Estereótipos


Quando uma criança inserida num grupo de arte apresenta resultados continuamente estereotipados, é importante que os profissionais estejam conscientes de que para ela é antes de tudo extremamente empobrecedor e sofrido manter-se nesta posição tão distante de si mesma.

Profissionais precisam lembrar que produtos estereotipados não estão isolados de um comportamento também estereotipado. Comumente, crianças que fazem uso do estereótipo como recurso para um suposto fazer artístico, apresentam dificuldades para estabelecer um diálogo com elas mesmas (que pode ser observado a partir da qualidade e da pouca intensidade de suas escolhas e opiniões) e consequentemente também com o outro, dificultando assim o saudável processo de socialização que todo indivíduo necessita e tem direito.

A distância do “eu”, que o estereótipo provoca, certamente protege porque não expõe o verdadeiro indivíduo, mas também o distancia de aquisições genuínas e da possibilidade de um desenvolvimento sadio, ou seja: a repetição do conhecido (ação estereotipada), produz uma forte restrição no processo de desenvolvimento. Nesses casos, percebe-se que, para defender-se do erro e do fracasso, o indivíduo passa a não ousar, criando assim um comportamento que não permite que ele viva e realize conquistas. Frente a esses sintomas, que tornam essas crianças cada vez mais desinteressadas pelas experiências artísticas, pode-se priorizar outros caminhos criativos, como os de transformação de gestos, sons e objetos do cotidiano, ao invés de pinturas, colagens, desenhos e esculturas que deixam registros permanentes (criam produtos) e por isso, podem comprometer suas defesas. Esses caminhos sugeridos podem ser mais fáceis de serem experimentados e assim facilitar a dissociação da criança do estereótipo.

Certa vez uma professora de um dos núcleos do projeto “Eu sou” trouxe para a supervisão a seguinte situação:
Um menino de sua turma vinha apresentando um comportamento agressivo especialmente com ela e com a professora assistente. Ao aprofundarmos um pouco mais a observação sobre ele e considerando outros aspectos do seu comportamento, podia-se perceber que ele não era nada agressivo com colegas ou displicente com o material, espaço ou ele próprio.
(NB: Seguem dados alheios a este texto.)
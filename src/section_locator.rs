// section_locator.rs — [Section] range and key lookup
//
// Finds the line range belonging to a named section and the first line in
// that range assigning a given key.  All matching is case-insensitive and
// applied to trimmed copies of the lines; the sequence is never modified.

use crate::line_store::LineSequence;





/// Line-index range of a section's body: the lines after its header, up to
/// (not including) the next header or the end of the sequence.
///
/// A SectionRange is only valid for the sequence it was computed from.
#[derive(Debug, Clone, PartialEq, Eq)]
pub struct SectionRange {
    pub name:        String,
    pub header_line: usize,
    pub start_line:  usize,
    pub end_line:    usize,
}





/// A `key=value` line found within a section.
#[derive(Debug, Clone, PartialEq, Eq)]
pub struct KeyLine<'a> {
    pub line_index: usize,
    pub value:      &'a str,
}





////////////////////////////////////////////////////////////////////////////////
//
//  header_name
//
//  Returns the trimmed name between the brackets if `line` is a section
//  header, otherwise None.
//
////////////////////////////////////////////////////////////////////////////////

pub fn header_name(line: &str) -> Option<&str> {
    let trimmed = line.trim();

    trimmed
        .strip_prefix('[')
        .and_then(|rest| rest.strip_suffix(']'))
        .map(str::trim)
}





////////////////////////////////////////////////////////////////////////////////
//
//  find_section
//
//  Locates the first header matching `section_name` (case-insensitive).
//  Later sections with the same name are ignored.
//
////////////////////////////////////////////////////////////////////////////////

pub fn find_section(lines: &LineSequence, section_name: &str) -> Option<SectionRange> {
    let all = lines.lines();

    let header_line = all.iter().position(|line| {
        header_name(line).is_some_and(|name| name.eq_ignore_ascii_case(section_name))
    })?;

    let start_line = header_line + 1;
    let end_line   = all[start_line..]
        .iter()
        .position(|line| header_name(line).is_some())
        .map_or(all.len(), |offset| start_line + offset);

    Some(SectionRange {
        name: section_name.to_string(),
        header_line,
        start_line,
        end_line,
    })
}





////////////////////////////////////////////////////////////////////////////////
//
//  find_key
//
//  Returns the first line in `range` whose trimmed text starts with
//  "<key>=" (case-insensitive), along with the text after the '='.
//
////////////////////////////////////////////////////////////////////////////////

pub fn find_key<'a>(lines: &'a LineSequence, range: &SectionRange, key: &str) -> Option<KeyLine<'a>> {
    let all = lines.lines();

    (range.start_line..range.end_line.min(all.len())).find_map(|line_index| {
        let trimmed = all[line_index].trim();
        let (name, value) = trimmed.split_once('=')?;

        (name.eq_ignore_ascii_case(key)).then_some(KeyLine { line_index, value })
    })
}





#[cfg(test)]
mod tests {
    use super::*;

    fn seq(text: &str) -> LineSequence {
        LineSequence::from_text(text)
    }

    #[test]
    fn header_name_trims_brackets_and_whitespace() {
        assert_eq!(header_name("  [ .ShellClassInfo ]  "), Some(".ShellClassInfo"));
        assert_eq!(header_name("[]"), Some(""));
        assert_eq!(header_name("key=[value]"), None);
        assert_eq!(header_name("[unterminated"), None);
    }

    #[test]
    fn find_section_in_middle() {
        let lines = seq("[a]\nx=1\n[.ShellClassInfo]\ny=2\n\n[b]\nz=3\n");
        let range = find_section(&lines, ".ShellClassInfo").unwrap();
        assert_eq!((range.header_line, range.start_line, range.end_line), (2, 3, 5));
    }

    #[test]
    fn find_section_last_runs_to_end() {
        let lines = seq("[a]\nx=1\n[.ShellClassInfo]\ny=2\n");
        let range = find_section(&lines, ".ShellClassInfo").unwrap();
        assert_eq!((range.start_line, range.end_line), (3, 4));
    }

    #[test]
    fn find_section_is_case_insensitive() {
        let lines = seq("[.shellclassinfo]\n");
        assert!(find_section(&lines, ".ShellClassInfo").is_some());
    }

    #[test]
    fn find_section_uses_first_duplicate() {
        let lines = seq("[s]\na=1\n[s]\nb=2\n");
        let range = find_section(&lines, "s").unwrap();
        assert_eq!((range.start_line, range.end_line), (1, 2));
    }

    #[test]
    fn find_section_missing() {
        let lines = seq("[a]\nx=1\n");
        assert!(find_section(&lines, ".ShellClassInfo").is_none());
        assert!(find_section(&LineSequence::default(), "a").is_none());
    }

    #[test]
    fn find_key_first_occurrence_wins() {
        let lines = seq("[s]\n  localizedresourcename=One\nLocalizedResourceName=Two\n");
        let range = find_section(&lines, "s").unwrap();
        let key   = find_key(&lines, &range, "LocalizedResourceName").unwrap();
        assert_eq!((key.line_index, key.value), (1, "One"));
    }

    #[test]
    fn find_key_stays_inside_section() {
        let lines = seq("[s]\nIconFile=a.ico\n[t]\nLocalizedResourceName=Other\n");
        let range = find_section(&lines, "s").unwrap();
        assert!(find_key(&lines, &range, "LocalizedResourceName").is_none());
    }

    #[test]
    fn find_key_requires_exact_key_name() {
        let lines = seq("[s]\nLocalizedResourceNameX=1\nLocalizedResourceName =2\n");
        let range = find_section(&lines, "s").unwrap();
        assert!(find_key(&lines, &range, "LocalizedResourceName").is_none());
    }
}
////////////////////////////////////////////////////////////////////////////////
//
//  impl LineSequence
//
//  Parsing, inspection, and copy-on-edit mutation.
//
////////////////////////////////////////////////////////////////////////////////

impl LineSequence {

    ////////////////////////////////////////////////////////////////////////////
    //
    //  from_text
    //
    //  Splits text on "\r\n", "\n", or "\r".  A terminator at the very end
    //  does not produce an extra empty line.
    //
    ////////////////////////////////////////////////////////////////////////////

    pub fn from_text(text: &str) -> Self {
        let line_ending = if text.contains("\r\n") || !text.contains('\n') {
            LineEnding::CrLf
        } else {
            LineEnding::Lf
        };

        let mut lines = Vec::new();
        let mut rest  = text;

        while let Some(pos) = rest.find(['\r', '\n']) {
            lines.push(rest[..pos].to_string());

            let terminator_len = if rest[pos..].starts_with("\r\n") { 2 } else { 1 };
            rest = &rest[pos + terminator_len..];
        }

        let trailing_newline = text.is_empty() || rest.is_empty();
        if !rest.is_empty() {
            lines.push(rest.to_string());
        }

        LineSequence {
            lines,
            line_ending,
            trailing_newline,
            bom: None,
        }
    }





    ////////////////////////////////////////////////////////////////////////////
    //
    //  to_text
    //
    //  Joins the lines with the remembered terminator.
    //
    ////////////////////////////////////////////////////////////////////////////

    pub fn to_text(&self) -> String {
        let terminator = self.line_ending.as_str();
        let mut text   = self.lines.join(terminator);

        if self.trailing_newline && !self.lines.is_empty() {
            text.push_str(terminator);
        }

        text
    }





    pub fn lines(&self) -> &[String] {
        &self.lines
    }

    pub fn len(&self) -> usize {
        self.lines.len()
    }

    pub fn is_empty(&self) -> bool {
        self.lines.is_empty()
    }

    pub fn line_ending(&self) -> LineEnding {
        self.line_ending
    }





    ////////////////////////////////////////////////////////////////////////////
    //
    //  with_replaced
    //
    //  Returns the sequence with the line at `index` replaced.
    //
    ////////////////////////////////////////////////////////////////////////////

    pub fn with_replaced(mut self, index: usize, line: impl Into<String>) -> Self {
        self.lines[index] = line.into();
        self
    }





    ////////////////////////////////////////////////////////////////////////////
    //
    //  with_inserted
    //
    //  Returns the sequence with `line` inserted before `index`.
    //  `index == len()` appends.
    //
    ////////////////////////////////////////////////////////////////////////////

    pub fn with_inserted(mut self, index: usize, line: impl Into<String>) -> Self {
        self.lines.insert(index, line.into());
        self
    }





    ////////////////////////////////////////////////////////////////////////////
    //
    //  with_appended
    //
    //  Returns the sequence with `lines` added at the end.
    //
    ////////////////////////////////////////////////////////////////////////////

    pub fn with_appended<I, S>(mut self, lines: I) -> Self
    where
        I: IntoIterator<Item = S>,
        S: Into<String>,
    {
        self.lines.extend(lines.into_iter().map(Into::into));
        self
    }
}
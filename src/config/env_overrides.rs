// env_overrides.rs — FOLDERALIAS environment variable parsing
//
// Extends impl Config with the methods that parse the FOLDERALIAS
// environment variable: `;`-separated switch names (H, H-, R, R-, Debug)
// and `Encoding=<label>`.

use crate::environment_provider::EnvironmentProvider;
use crate::line_store::TextEncoding;

use super::{Config, ErrorInfo, FOLDERALIAS_ENV_VAR_NAME};





////////////////////////////////////////////////////////////////////////////////
//
//  impl Config: env var parsing methods
//
////////////////////////////////////////////////////////////////////////////////

impl Config {

    ////////////////////////////////////////////////////////////////////////////
    //
    //  apply_env_overrides
    //
    //  Parse the FOLDERALIAS environment variable.  Bad entries are
    //  recorded in last_parse_result and otherwise skipped.
    //
    ////////////////////////////////////////////////////////////////////////////

    pub(super) fn apply_env_overrides(&mut self, provider: &dyn EnvironmentProvider) {
        self.last_parse_result.errors.clear();

        let env_value = match provider.get_env_var (FOLDERALIAS_ENV_VAR_NAME) {
            Some (v) => v,
            None => return,
        };

        for entry_raw in env_value.split (';') {
            let entry = entry_raw.trim();
            if entry.is_empty() {
                continue;
            }
            self.process_override_entry (entry);
        }
    }





    fn process_override_entry(&mut self, entry: &str) {
        // Check for switch prefixes (/, -, --) are not allowed in env var
        if entry.starts_with('/') || entry.starts_with('-') {
            let prefix_len = if entry.starts_with("--") { 2 } else { 1 };
            self.last_parse_result.errors.push (ErrorInfo {
                message:             "Switch prefixes (/, -, --) are not allowed in env var".into(),
                entry:               entry.into(),
                invalid_text:        entry[..prefix_len].into(),
                invalid_text_offset: 0,
            });
            return;
        }

        if is_switch_name (entry) {
            self.process_switch_override (entry);
            return;
        }

        let (key, value) = match parse_key_and_value (entry) {
            Some (kv) => kv,
            None => {
                self.last_parse_result.errors.push (ErrorInfo {
                    message:             "Invalid entry (expected H, R, Debug, or Encoding = label)".into(),
                    entry:               entry.into(),
                    invalid_text:        entry.into(),
                    invalid_text_offset: 0,
                });
                return;
            }
        };

        if !key.eq_ignore_ascii_case ("encoding") {
            self.last_parse_result.errors.push (ErrorInfo {
                message:             "Unknown key (expected Encoding)".into(),
                entry:               entry.into(),
                invalid_text:        key.into(),
                invalid_text_offset: entry.find (key).unwrap_or (0),
            });
            return;
        }

        self.process_encoding_override (entry, value);
    }





    ////////////////////////////////////////////////////////////////////////////
    //
    //  process_switch_override
    //
    //  Look up entry in the SWITCH_MAPPINGS table (case-insensitive).
    //  On match, set the corresponding Option<bool> field.
    //
    ////////////////////////////////////////////////////////////////////////////

    fn process_switch_override(&mut self, entry: &str) {
        for &(name, value, accessor) in SWITCH_MAPPINGS {
            if entry.eq_ignore_ascii_case (name) {
                *accessor (self) = Some (value);
                return;
            }
        }
    }





    fn process_encoding_override(&mut self, entry: &str, label: &str) {
        match TextEncoding::from_label (label) {
            Some (encoding) => self.encoding = Some (encoding),
            None => self.last_parse_result.errors.push (ErrorInfo {
                message:             "Unknown or unsupported encoding label".into(),
                entry:               entry.into(),
                invalid_text:        label.into(),
                invalid_text_offset: entry.rfind (label).unwrap_or (0),
            }),
        }
    }
}





////////////////////////////////////////////////////////////////////////////////
//
//  SWITCH_MAPPINGS
//
//  Table-driven switch dispatch.  Each entry maps a name
//  (case-insensitive) to a boolean value and a field accessor.
//
////////////////////////////////////////////////////////////////////////////////

type SwitchAccessor = fn(&mut Config) -> &mut Option<bool>;

const SWITCH_MAPPINGS: &[(&str, bool, SwitchAccessor)] = &[
    ("h",       true,  |c| &mut c.hide_file),
    ("h-",      false, |c| &mut c.hide_file),
    ("r",       true,  |c| &mut c.refresh_icon),
    ("r-",      false, |c| &mut c.refresh_icon),
    ("debug",   true,  |c| &mut c.debug),
];





fn is_switch_name(entry: &str) -> bool {
    SWITCH_MAPPINGS.iter().any (|&(name, _, _)| entry.eq_ignore_ascii_case (name))
}





////////////////////////////////////////////////////////////////////////////////
//
//  parse_key_and_value
//
//  Split an entry on '=' into key and value, trimming whitespace.
//
////////////////////////////////////////////////////////////////////////////////

fn parse_key_and_value(entry: &str) -> Option<(&str, &str)> {
    let eq_pos = entry.find('=')?;
    let key = entry[..eq_pos].trim();
    let value = entry[eq_pos + 1..].trim();

    if key.is_empty() || value.is_empty() {
        return None;
    }

    Some((key, value))
}





#[cfg(test)]
mod tests {
    use crate::config::{Config, FOLDERALIAS_ENV_VAR_NAME};
    use crate::environment_provider::MockEnvironmentProvider;

    fn errors_for(value: &str) -> Vec<String> {
        let mut mock = MockEnvironmentProvider::new();
        mock.set(FOLDERALIAS_ENV_VAR_NAME, value);

        let mut config = Config::new();
        config.initialize_with_provider(&mock);
        config.last_parse_result.errors.iter().map(|e| e.invalid_text.clone()).collect()
    }

    #[test]
    fn switch_prefix_rejected() {
        assert_eq!(errors_for("/H;--debug"), vec!["/", "--"]);
    }

    #[test]
    fn unknown_switch_rejected() {
        assert_eq!(errors_for("W"), vec!["W"]);
    }

    #[test]
    fn unknown_key_rejected() {
        assert_eq!(errors_for("Color=Red"), vec!["Color"]);
    }

    #[test]
    fn bad_encoding_rejected() {
        assert_eq!(errors_for("Encoding=klingon;Encoding=utf-16le"), vec!["klingon", "utf-16le"]);
    }

    #[test]
    fn empty_value_rejected() {
        assert_eq!(errors_for("Encoding="), vec!["Encoding="]);
    }

    #[test]
    fn last_entry_wins() {
        let mut mock = MockEnvironmentProvider::new();
        mock.set(FOLDERALIAS_ENV_VAR_NAME, "R-;R");

        let mut config = Config::new();
        config.initialize_with_provider(&mock);
        assert_eq!(config.refresh_icon, Some(true));
    }
}
// FolderAlias - Folder display-name editor
// Reads and writes the LocalizedResourceName entry of a folder's desktop.ini

use std::process;

fn main() {
    if let Err(e) = folderalias::run() {
        eprintln!("{}", e);
        process::exit(1);
    }
}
Na observação de seu processo bem como de seus produtos, era notável o desenvolvimento técnico de seu desenho, considerando seus 10 anos de idade. Demonstrava ser um bom observador de imagens, refletindo essa capacidade através dos recursos de perspectiva que utilizava. No entanto apesar da técnica sedutora aos olhos de qualquer um, seus trabalhos escondiam um processo estereotipado e por tanto sem qualquer subjetivação. A arte para esse aluno, não passava pelo recurso criativo da transformação. Na verdade ele não fazia arte, apenas reproduzia o que seus olhos detalhistas viam, sem passar pelos olhos de sua alma.
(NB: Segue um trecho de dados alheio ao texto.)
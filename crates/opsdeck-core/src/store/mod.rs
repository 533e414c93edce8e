// ── Reactive resource store ──
//
// Ordered entity storage with push-based change notification.

mod collection;

pub use collection::ResourceCollection;

use std::sync::Arc;

use chrono::{DateTime, Utc};
use tokio::sync::watch;

use crate::model::{Comparison, Contract, EntityId, Notification, SecurityRule};
use crate::stream::EntityStream;

/// Central reactive store for all console entities.
///
/// One ordered collection per resource family. Mutations flow in
/// through the per-resource `ResourceSync` coordinators and are
/// broadcast to subscribers via `watch` channels.
pub struct ConsoleStore {
    pub(crate) notifications: Arc<ResourceCollection<Notification>>,
    pub(crate) contracts: Arc<ResourceCollection<Contract>>,
    pub(crate) security_rules: Arc<ResourceCollection<SecurityRule>>,
    pub(crate) comparisons: Arc<ResourceCollection<Comparison>>,
    pub(crate) last_refresh: watch::Sender<Option<DateTime<Utc>>>,
}

impl ConsoleStore {
    pub fn new() -> Self {
        let (last_refresh, _) = watch::channel(None);

        Self {
            notifications: Arc::new(ResourceCollection::new()),
            contracts: Arc::new(ResourceCollection::new()),
            security_rules: Arc::new(ResourceCollection::new()),
            comparisons: Arc::new(ResourceCollection::new()),
            last_refresh,
        }
    }

    // ── Collection accessors ─────────────────────────────────────────

    pub fn notifications(&self) -> &Arc<ResourceCollection<Notification>> {
        &self.notifications
    }

    pub fn contracts(&self) -> &Arc<ResourceCollection<Contract>> {
        &self.contracts
    }

    pub fn security_rules(&self) -> &Arc<ResourceCollection<SecurityRule>> {
        &self.security_rules
    }

    pub fn comparisons(&self) -> &Arc<ResourceCollection<Comparison>> {
        &self.comparisons
    }

    // ── Snapshot accessors ───────────────────────────────────────────

    pub fn notifications_snapshot(&self) -> Arc<Vec<Arc<Notification>>> {
        self.notifications.snapshot()
    }

    pub fn contracts_snapshot(&self) -> Arc<Vec<Arc<Contract>>> {
        self.contracts.snapshot()
    }

    pub fn security_rules_snapshot(&self) -> Arc<Vec<Arc<SecurityRule>>> {
        self.security_rules.snapshot()
    }

    pub fn comparisons_snapshot(&self) -> Arc<Vec<Arc<Comparison>>> {
        self.comparisons.snapshot()
    }

    // ── Single-entity lookups ────────────────────────────────────────

    pub fn notification_by_id(&self, id: &EntityId) -> Option<Arc<Notification>> {
        self.notifications.get(id)
    }

    pub fn contract_by_id(&self, id: &EntityId) -> Option<Arc<Contract>> {
        self.contracts.get(id)
    }

    pub fn security_rule_by_id(&self, id: &EntityId) -> Option<Arc<SecurityRule>> {
        self.security_rules.get(id)
    }

    pub fn comparison_by_id(&self, id: &EntityId) -> Option<Arc<Comparison>> {
        self.comparisons.get(id)
    }

    // ── Count accessors ──────────────────────────────────────────────

    pub fn notification_count(&self) -> usize {
        self.notifications.len()
    }

    pub fn contract_count(&self) -> usize {
        self.contracts.len()
    }

    pub fn security_rule_count(&self) -> usize {
        self.security_rules.len()
    }

    pub fn comparison_count(&self) -> usize {
        self.comparisons.len()
    }

    // ── Subscriptions ────────────────────────────────────────────────

    pub fn subscribe_notifications(&self) -> EntityStream<Notification> {
        self.notifications.stream()
    }

    pub fn subscribe_contracts(&self) -> EntityStream<Contract> {
        self.contracts.stream()
    }

    pub fn subscribe_security_rules(&self) -> EntityStream<SecurityRule> {
        self.security_rules.stream()
    }

    pub fn subscribe_comparisons(&self) -> EntityStream<Comparison> {
        self.comparisons.stream()
    }

    // ── Refresh bookkeeping ──────────────────────────────────────────

    pub(crate) fn mark_refreshed(&self) {
        self.last_refresh.send_modify(|t| *t = Some(Utc::now()));
    }

    /// When the last successful full refresh completed, if any.
    pub fn last_refresh(&self) -> Option<DateTime<Utc>> {
        *self.last_refresh.borrow()
    }

    pub fn subscribe_last_refresh(&self) -> watch::Receiver<Option<DateTime<Utc>>> {
        self.last_refresh.subscribe()
    }

    /// Drop all cached entities (used on disconnect).
    pub(crate) fn clear(&self) {
        self.notifications.clear();
        self.contracts.clear();
        self.security_rules.clear();
        self.comparisons.clear();
        self.last_refresh.send_modify(|t| *t = None);
    }
}

impl Default for ConsoleStore {
    fn default() -> Self {
        Self::new()
    }
}
//! Shared helpers for command handlers.

use std::time::Duration;

use indicatif::ProgressBar;

use opsdeck_core::Console;

use crate::cli::GlobalOpts;
use crate::config::Config;
use crate::error::CliError;

/// Connect to the console with a spinner on stderr.
///
/// The spinner disappears once the initial load settles; indicatif hides
/// it automatically when stderr is not a terminal.
pub async fn connect(console: &Console, global: &GlobalOpts) -> Result<(), CliError> {
    let spinner = if global.quiet {
        None
    } else {
        let pb = ProgressBar::new_spinner();
        pb.set_message(format!("Connecting to {}", console.config().url));
        pb.enable_steady_tick(Duration::from_millis(80));
        Some(pb)
    };

    let result = console.connect().await;

    if let Some(pb) = spinner {
        pb.finish_and_clear();
    }

    result.map_err(CliError::from)
}

/// Prompt for confirmation, auto-approving if `--yes` was passed.
pub fn confirm(message: &str, yes_flag: bool) -> Result<bool, CliError> {
    if yes_flag {
        return Ok(true);
    }
    let confirmed = dialoguer::Confirm::new()
        .with_prompt(message)
        .default(false)
        .interact()
        .map_err(|e| CliError::Io(std::io::Error::other(e)))?;
    Ok(confirmed)
}

/// Map a dialoguer / interactive I/O failure into CliError.
pub fn prompt_err(e: impl std::fmt::Display) -> CliError {
    CliError::Validation {
        field: "interactive".into(),
        reason: format!("prompt failed: {e}"),
    }
}

/// Comma-separated profile names for "profile not found" help text.
pub fn available_profiles(cfg: &Config) -> String {
    let mut names: Vec<_> = cfg.profiles.keys().cloned().collect();
    names.sort();
    if names.is_empty() {
        "(none)".into()
    } else {
        names.join(", ")
    }
}
//! CLI configuration -- thin wrapper around `opsdeck_config` shared types.
//!
//! Re-exports the shared types and adds CLI-specific resolution that
//! respects `GlobalOpts` flag overrides (--console, --token, etc.).

use std::time::Duration;

use secrecy::SecretString;

use opsdeck_core::{AuthMethod, ConsoleConfig, TlsVerification};

use crate::cli::GlobalOpts;
use crate::error::CliError;

// ── Re-exports from shared crate ────────────────────────────────────

pub use opsdeck_config::{
    Config, Defaults, Profile, config_path, delete_password, delete_token,
    load_config_or_default, save_config, store_password, store_token,
};

// ── CLI-specific helpers ────────────────────────────────────────────

/// Resolve the active profile name from CLI flags and config.
pub fn active_profile_name(global: &GlobalOpts, config: &Config) -> String {
    global
        .profile
        .clone()
        .or_else(|| config.default_profile.clone())
        .unwrap_or_else(|| "default".into())
}

/// Translate a `Profile` + global flags into a `ConsoleConfig`.
///
/// CLI flag overrides take priority over profile values, which in turn
/// beat the `[defaults]` section.
pub fn resolve_profile(
    profile: &Profile,
    profile_name: &str,
    defaults: &Defaults,
    global: &GlobalOpts,
) -> Result<ConsoleConfig, CliError> {
    // 1. Console URL (flag > env > profile)
    let url_str = global.console.as_deref().unwrap_or(&profile.console);
    let url: url::Url = url_str.parse().map_err(|_| CliError::Validation {
        field: "console".into(),
        reason: format!("invalid URL: {url_str}"),
    })?;

    // 2. Auth credentials (CLI token flag takes priority)
    let auth = if let Some(ref token) = global.token {
        AuthMethod::Token(SecretString::from(token.clone()))
    } else {
        opsdeck_config::resolve_auth(profile, profile_name)?
    };

    // 3. TLS verification
    let tls = if global.insecure || profile.insecure.unwrap_or(false) {
        TlsVerification::DangerAcceptInvalid
    } else if let Some(ref ca_path) = profile.ca_cert {
        TlsVerification::CustomCa(ca_path.clone())
    } else {
        TlsVerification::SystemDefaults
    };

    // 4. Timeout (flag > profile > defaults)
    let timeout_secs = global
        .timeout
        .or(profile.timeout)
        .unwrap_or(defaults.timeout);

    Ok(ConsoleConfig {
        url,
        auth,
        tls,
        timeout: Duration::from_secs(timeout_secs),
        // One-shot CLI invocations never want the background refresh.
        refresh_interval_secs: 0,
        flags: profile.flags,
    })
}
As professoras apesar de atenciosas e se mostrarem naturalmente interessadas pelo seu desenvolvimento, quando ao final da aula pediam ajuda a todos na organização do atelier, recebiam dele quase sempre frases do tipo:
– Não quero te ajudar!
– Não vou limpar nada! Faça você!
– Não sou seu escravo!
– Você não faz nada por mim!

Revendo a entrevista que foi feita com a mãe desse menino, antes do início das aulas, como fazemos todos os anos com todos que ingressam no projeto, percebemos que poderia existir algum tipo de dificuldade entre ele e a sua mãe, principalmente devido ao diálogo difícil, resistente e defensivo dela, durante toda a entrevista. Provavelmente, se a arte estivesse cumprindo o papel de linguagem na vida desse menino, suas professoras não estariam sendo usadas como suporte para as projeções emocionais dele, ao contrário, ele estaria transferindo suas questões para o processo e o objeto artístico. A pouca ou nenhuma subjetivação transferida para as suas produções, somada à impossibilidade de acesso à mãe, fez das professoras o objeto substituto mais direto de sua necessidade de expressão desses sentimentos.